If deteriorating vision occurs quite rapidly specialist treatment with powerful (immunosuppressive) drugs may be needed to damp down the inflammation around the eyes. Alternatively surgery called orbital decompression or radiotherapy treatment may be considered.
If the inflammation around the eyes is very severe powerful drugs may be required to suppress the autoimmune process that is attacking the eyes. Currently daily steroid tablets or periodic infusions of intravenous steroids are used in this situation. Steroids are very effective in reducing swelling around the eyes and protecting the eyes from deteriorating vision but may cause weight gain, thinning of the bones and skin and diabetes if continued for a long time at high dosage. Steroids are therefore reserved for more severe cases and used only under specialist supervision. Newer therapies on the horizon may provide the same degree of immune suppression seen with steroids but without the negative side effects.

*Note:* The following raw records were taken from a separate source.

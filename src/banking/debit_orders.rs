// 🔁 Debit Orders - recurring authorised deductions against accounts opened in a year

use crate::banking::accounts::{Account, AccountType};
use crate::config::{GeneratorConfig, SeedPolicy};
use crate::pipeline::RunOutcome;
use crate::random::{round_to, Sampler};
use crate::table::{read_table, write_table, DataLayout, Domain};
use anyhow::Result;
use chrono::{Datelike, Months, NaiveDate};
use serde::{Deserialize, Serialize};

pub const GENERATOR: &str = "banking/debit_orders";
pub const SEED: SeedPolicy = SeedPolicy::Entropy;

#[derive(Debug, Clone, Copy, PartialEq, Eq, Serialize, Deserialize)]
pub enum Frequency {
    Monthly,
    Weekly,
    Quarterly,
    Annually,
}

impl Frequency {
    pub fn as_str(&self) -> &'static str {
        match self {
            Frequency::Monthly => "Monthly",
            Frequency::Weekly => "Weekly",
            Frequency::Quarterly => "Quarterly",
            Frequency::Annually => "Annually",
        }
    }
}

#[derive(Debug, Clone, Copy, PartialEq, Eq, Serialize, Deserialize)]
pub enum DebitOrderStatus {
    Active,
    Cancelled,
    Suspended,
}

#[derive(Debug, Clone, PartialEq, Serialize, Deserialize)]
pub struct DebitOrder {
    pub debit_order_id: String,
    pub customer_id: String,
    pub account_id: String,
    /// Internal account id or an external 24-character account reference
    pub account_to: String,
    pub amount: f64,
    pub frequency: Frequency,
    pub start_date: NaiveDate,
    pub end_date: Option<NaiveDate>,
    pub cancellation_date: Option<NaiveDate>,
    pub status: DebitOrderStatus,
    pub description: String,
    pub debit_order_type: String,
}

impl DebitOrder {
    pub fn is_external(&self) -> bool {
        self.account_to.len() > 20
    }
}

/// (type, providers, amount range, frequencies with weights, weight)
struct OrderKind {
    name: &'static str,
    providers: &'static [&'static str],
    amount: (f64, f64),
    frequencies: &'static [(Frequency, f64)],
    weight: f64,
}

const MONTHLY: &[(Frequency, f64)] = &[(Frequency::Monthly, 1.0)];

const ORDER_KINDS: &[OrderKind] = &[
    OrderKind { name: "Insurance Premium", providers: &["Old Mutual", "Sanlam", "Hollard", "OUTsurance", "Momentum"], amount: (150.0, 1_500.0), frequencies: &[(Frequency::Monthly, 0.85), (Frequency::Annually, 0.15)], weight: 0.18 },
    OrderKind { name: "Medical Aid", providers: &["Discovery Health", "Bonitas", "Momentum Health", "Medshield"], amount: (1_200.0, 6_500.0), frequencies: MONTHLY, weight: 0.12 },
    OrderKind { name: "Funeral Cover", providers: &["AVBOB", "Old Mutual", "Clientele", "Assupol"], amount: (80.0, 450.0), frequencies: MONTHLY, weight: 0.12 },
    OrderKind { name: "Cell Phone Contract", providers: &["Vodacom", "MTN", "Cell C", "Telkom Mobile"], amount: (199.0, 1_299.0), frequencies: MONTHLY, weight: 0.15 },
    OrderKind { name: "Mobile Data", providers: &["Vodacom", "MTN", "Rain"], amount: (49.0, 499.0), frequencies: &[(Frequency::Monthly, 0.6), (Frequency::Weekly, 0.4)], weight: 0.06 },
    OrderKind { name: "eWallet Top-up", providers: &["FNB eWallet", "Capitec Pay", "SnapScan"], amount: (50.0, 500.0), frequencies: &[(Frequency::Weekly, 0.7), (Frequency::Monthly, 0.3)], weight: 0.04 },
    OrderKind { name: "Gym Membership", providers: &["Virgin Active", "Planet Fitness", "Zone Fitness"], amount: (250.0, 900.0), frequencies: MONTHLY, weight: 0.07 },
    OrderKind { name: "Streaming Subscription", providers: &["DStv", "Showmax", "Netflix"], amount: (99.0, 899.0), frequencies: MONTHLY, weight: 0.08 },
    OrderKind { name: "Retirement Annuity", providers: &["Allan Gray", "Coronation", "10X Investments"], amount: (500.0, 5_000.0), frequencies: &[(Frequency::Monthly, 0.8), (Frequency::Quarterly, 0.2)], weight: 0.06 },
    OrderKind { name: "Vehicle Finance", providers: &["WesBank", "MFC", "Toyota Financial Services"], amount: (2_500.0, 9_000.0), frequencies: MONTHLY, weight: 0.05 },
    OrderKind { name: "School Fees", providers: &["Curro", "ADvTECH", "Spark Schools"], amount: (1_500.0, 7_500.0), frequencies: &[(Frequency::Monthly, 0.7), (Frequency::Quarterly, 0.2), (Frequency::Annually, 0.1)], weight: 0.04 },
    OrderKind { name: "Municipal Rates", providers: &["City of Johannesburg", "City of Cape Town", "eThekwini Municipality", "City of Tshwane"], amount: (600.0, 3_500.0), frequencies: MONTHLY, weight: 0.03 },
];

const BUSINESS_KINDS: &[OrderKind] = &[
    OrderKind { name: "Equipment Lease", providers: &["Nashua", "Konica Minolta", "Sasfin"], amount: (2_000.0, 25_000.0), frequencies: MONTHLY, weight: 0.35 },
    OrderKind { name: "Business Insurance", providers: &["Santam", "Hollard", "Old Mutual Insure"], amount: (1_500.0, 20_000.0), frequencies: &[(Frequency::Monthly, 0.7), (Frequency::Annually, 0.3)], weight: 0.35 },
    OrderKind { name: "Software Subscription", providers: &["Sage", "Xero", "Microsoft"], amount: (300.0, 5_000.0), frequencies: MONTHLY, weight: 0.30 },
];

pub struct DebitOrderGenerator {
    year: i32,
    rng: Sampler,
    counter: usize,
}

impl DebitOrderGenerator {
    pub fn new(year: i32, seed: u64) -> Self {
        DebitOrderGenerator {
            year,
            rng: Sampler::seeded(seed),
            counter: 1,
        }
    }

    pub fn generate(&mut self, accounts: &[Account]) -> Vec<DebitOrder> {
        let internal: Vec<&str> = accounts
            .iter()
            .filter(|a| a.account_type == AccountType::Business)
            .map(|a| a.account_id.as_str())
            .collect();
        let year_end = NaiveDate::from_ymd_opt(self.year, 12, 31).unwrap_or(NaiveDate::MAX);

        let mut orders = Vec::new();
        for account in accounts.iter().filter(|a| a.account_status != "closed") {
            let (kinds, count) = if account.account_type == AccountType::Business {
                (BUSINESS_KINDS, self.rng.int(1, 3) as u32)
            } else {
                (ORDER_KINDS, self.rng.poisson(1.5).min(4))
            };
            for _ in 0..count {
                let start_from = account.opening_date.max(NaiveDate::from_ymd_opt(self.year, 1, 1).unwrap_or(account.opening_date));
                if start_from > year_end {
                    continue;
                }
                let order = self.order(account, kinds, &internal, start_from, year_end);
                orders.push(order);
            }
        }

        tracing::info!(year = self.year, debit_orders = orders.len(), "debit orders generated");
        orders
    }

    fn order(
        &mut self,
        account: &Account,
        kinds: &[OrderKind],
        internal: &[&str],
        start_from: NaiveDate,
        year_end: NaiveDate,
    ) -> DebitOrder {
        let weights: Vec<f64> = kinds.iter().map(|k| k.weight).collect();
        let kind = &kinds[self.rng.weighted_index(&weights)];
        let provider = *self.rng.pick(kind.providers);
        let frequency = *self.rng.weighted(kind.frequencies);
        let amount = round_to(self.rng.uniform(kind.amount.0, kind.amount.1), 2);

        let start_date = self.rng.date_between(start_from, year_end);
        let end_date = if self.rng.chance(0.4) {
            start_date.checked_add_months(Months::new(self.rng.int(12, 60) as u32))
        } else {
            None
        };

        let status = *self.rng.weighted(&[
            (DebitOrderStatus::Active, 0.85),
            (DebitOrderStatus::Cancelled, 0.10),
            (DebitOrderStatus::Suspended, 0.05),
        ]);
        let cancellation_date = match status {
            DebitOrderStatus::Cancelled => {
                let latest = end_date.unwrap_or(year_end).max(start_date);
                Some(self.rng.date_between(start_date, latest))
            }
            _ => None,
        };

        let account_to = if !internal.is_empty() && self.rng.chance(0.3) {
            self.rng.pick(internal).to_string()
        } else {
            format!("ZA{}", self.rng.digits(22))
        };

        let order = DebitOrder {
            debit_order_id: format!("DO{}{:06}", self.year, self.counter),
            customer_id: account.customer_id.clone(),
            account_id: account.account_id.clone(),
            account_to,
            amount,
            frequency,
            start_date,
            end_date,
            cancellation_date,
            status,
            description: format!("{} {}", provider, kind.name),
            debit_order_type: kind.name.to_string(),
        };
        self.counter += 1;
        order
    }
}

/// Day-of-month match with days past the 28th clamped to the 28th
fn same_day_of_month(start: NaiveDate, date: NaiveDate) -> bool {
    if start.day() > 28 {
        date.day() == 28
    } else {
        date.day() == start.day()
    }
}

/// Whether a debit order runs on `date`
pub fn occurs_on(order: &DebitOrder, date: NaiveDate) -> bool {
    let start = order.start_date;
    if date < start || order.end_date.map_or(false, |end| date > end) {
        return false;
    }
    if order.cancellation_date.map_or(false, |cancelled| date >= cancelled) {
        return false;
    }
    match order.frequency {
        Frequency::Monthly => same_day_of_month(start, date),
        Frequency::Weekly => date.weekday() == start.weekday(),
        Frequency::Quarterly => {
            let months = (date.year() - start.year()) * 12 + date.month() as i32 - start.month() as i32;
            months % 3 == 0 && same_day_of_month(start, date)
        }
        Frequency::Annually => date.month() == start.month() && same_day_of_month(start, date),
    }
}

pub fn run(config: &GeneratorConfig) -> Result<RunOutcome> {
    let layout = DataLayout::new(&config.data_dir);
    let seed = config.resolve_seed(SEED);

    println!("🔁 Generating debit orders for {}...", config.year);
    let accounts: Vec<Account> = read_table(&layout.path(Domain::Banking, "accounts", Some(config.year)))?;
    let orders = DebitOrderGenerator::new(config.year, seed).generate(&accounts);

    let path = layout.path(Domain::Banking, "debit_orders", Some(config.year));
    let rows = write_table(&path, &orders)?;
    println!("✓ Saved {} debit orders to {}", rows, path.display());

    Ok(RunOutcome::new(GENERATOR, config.year, seed, vec![path], rows))
}

#[cfg(test)]
pub(crate) mod tests {
    use super::*;
    use crate::banking::accounts::tests::create_test_customers;
    use crate::banking::accounts::AccountGenerator;

    fn d(y: i32, m: u32, day: u32) -> NaiveDate {
        NaiveDate::from_ymd_opt(y, m, day).unwrap()
    }

    pub(crate) fn create_test_order(frequency: Frequency, start: NaiveDate) -> DebitOrder {
        DebitOrder {
            debit_order_id: "DO2019000001".to_string(),
            customer_id: "IND2019000001".to_string(),
            account_id: "ACC0000001".to_string(),
            account_to: format!("ZA{}", "1".repeat(22)),
            amount: 250.0,
            frequency,
            start_date: start,
            end_date: None,
            cancellation_date: None,
            status: DebitOrderStatus::Active,
            description: "Vodacom Mobile Data".to_string(),
            debit_order_type: "Mobile Data".to_string(),
        }
    }

    #[test]
    fn test_monthly_clamps_to_28th() {
        let order = create_test_order(Frequency::Monthly, d(2019, 1, 31));
        assert!(occurs_on(&order, d(2019, 2, 28)));
        assert!(occurs_on(&order, d(2019, 3, 28)));
        assert!(!occurs_on(&order, d(2019, 3, 31)));
        assert!(!occurs_on(&order, d(2018, 12, 28)), "before start");
    }

    #[test]
    fn test_weekly_quarterly_annual() {
        let weekly = create_test_order(Frequency::Weekly, d(2019, 1, 7));
        assert!(occurs_on(&weekly, d(2019, 1, 14)));
        assert!(!occurs_on(&weekly, d(2019, 1, 15)));

        let quarterly = create_test_order(Frequency::Quarterly, d(2019, 1, 15));
        assert!(occurs_on(&quarterly, d(2019, 4, 15)));
        assert!(!occurs_on(&quarterly, d(2019, 5, 15)));

        let annual = create_test_order(Frequency::Annually, d(2019, 6, 1));
        assert!(occurs_on(&annual, d(2020, 6, 1)));
        assert!(!occurs_on(&annual, d(2020, 7, 1)));
    }

    #[test]
    fn test_cancellation_and_end_stop_occurrences() {
        let mut order = create_test_order(Frequency::Monthly, d(2019, 1, 10));
        order.cancellation_date = Some(d(2019, 5, 10));
        assert!(occurs_on(&order, d(2019, 4, 10)));
        assert!(!occurs_on(&order, d(2019, 5, 10)));

        order.cancellation_date = None;
        order.end_date = Some(d(2019, 8, 1));
        assert!(!occurs_on(&order, d(2019, 8, 10)));
    }

    #[test]
    fn test_generated_orders_start_after_opening() {
        let customers = create_test_customers(2019);
        let accounts = AccountGenerator::new(2019, 5).generate(&customers);
        let orders = DebitOrderGenerator::new(2019, 5).generate(&accounts);
        assert!(!orders.is_empty());

        for o in &orders {
            let account = accounts.iter().find(|a| a.account_id == o.account_id).unwrap();
            assert!(o.start_date >= account.opening_date);
            assert_eq!(o.start_date.year(), 2019);
            if let Some(c) = o.cancellation_date {
                assert!(c >= o.start_date);
                assert_eq!(o.status, DebitOrderStatus::Cancelled);
            }
        }
        println!("✅ Debit orders PASSED ({} orders)", orders.len());
    }
}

Radiotherapy (the use of radiation to treat disease) may also be used to control inflammation within the eye sockets. This treatment targets radiation to the tissues behind the eyeball. It involves usually 10 dosages given over 2 weeks. Two thirds of patients find significant benefit but regrettably one third do not and require other therapy such as orbital decompression. Often radiotherapy is combined with steroids and other forms of immunosuppression.
In severe cases urgent surgical orbital decompression may be necessary to provide more room in the orbit for the swollen eye muscles by removal of a portion of the boney walls that make up the eye socket. Although this surgery is usually delayed until after the disease has entered remission, it may become necessary to operate while the disease is still active if the pressure from the enlarging extraocular muscles compromises optic nerve function.
Surgical options for the treatment of stable thyroid eye disease
If your eyes are mildly affected they may return to nearly normal. This can take between 12 and 36 months. If the eyes have been more severely affected it is less likely that the changes will go away. In this situation surgical treatment is required and carefully planned surgery can be very effective in improving the appearance of the eyes. This may require squint (strabismus) surgery to minimize double vision or visible misalignment of the eyes, orbital decompression to reduce the prominence of the eyeball by expanding the boney eye socket through the removal of a portion of the walls that surround the eye and eyelid surgery to improve eyelid closure by the lengthening of the eyelid opening muscles as well as reducing the bags and wrinkles around the eye by the removal of excess fatty tissue and redundant eyelid skin. No surgery is 100% effective in reversing the changes brought about by thyroid eye disease but surgery can certainly help to greatly improve the situation.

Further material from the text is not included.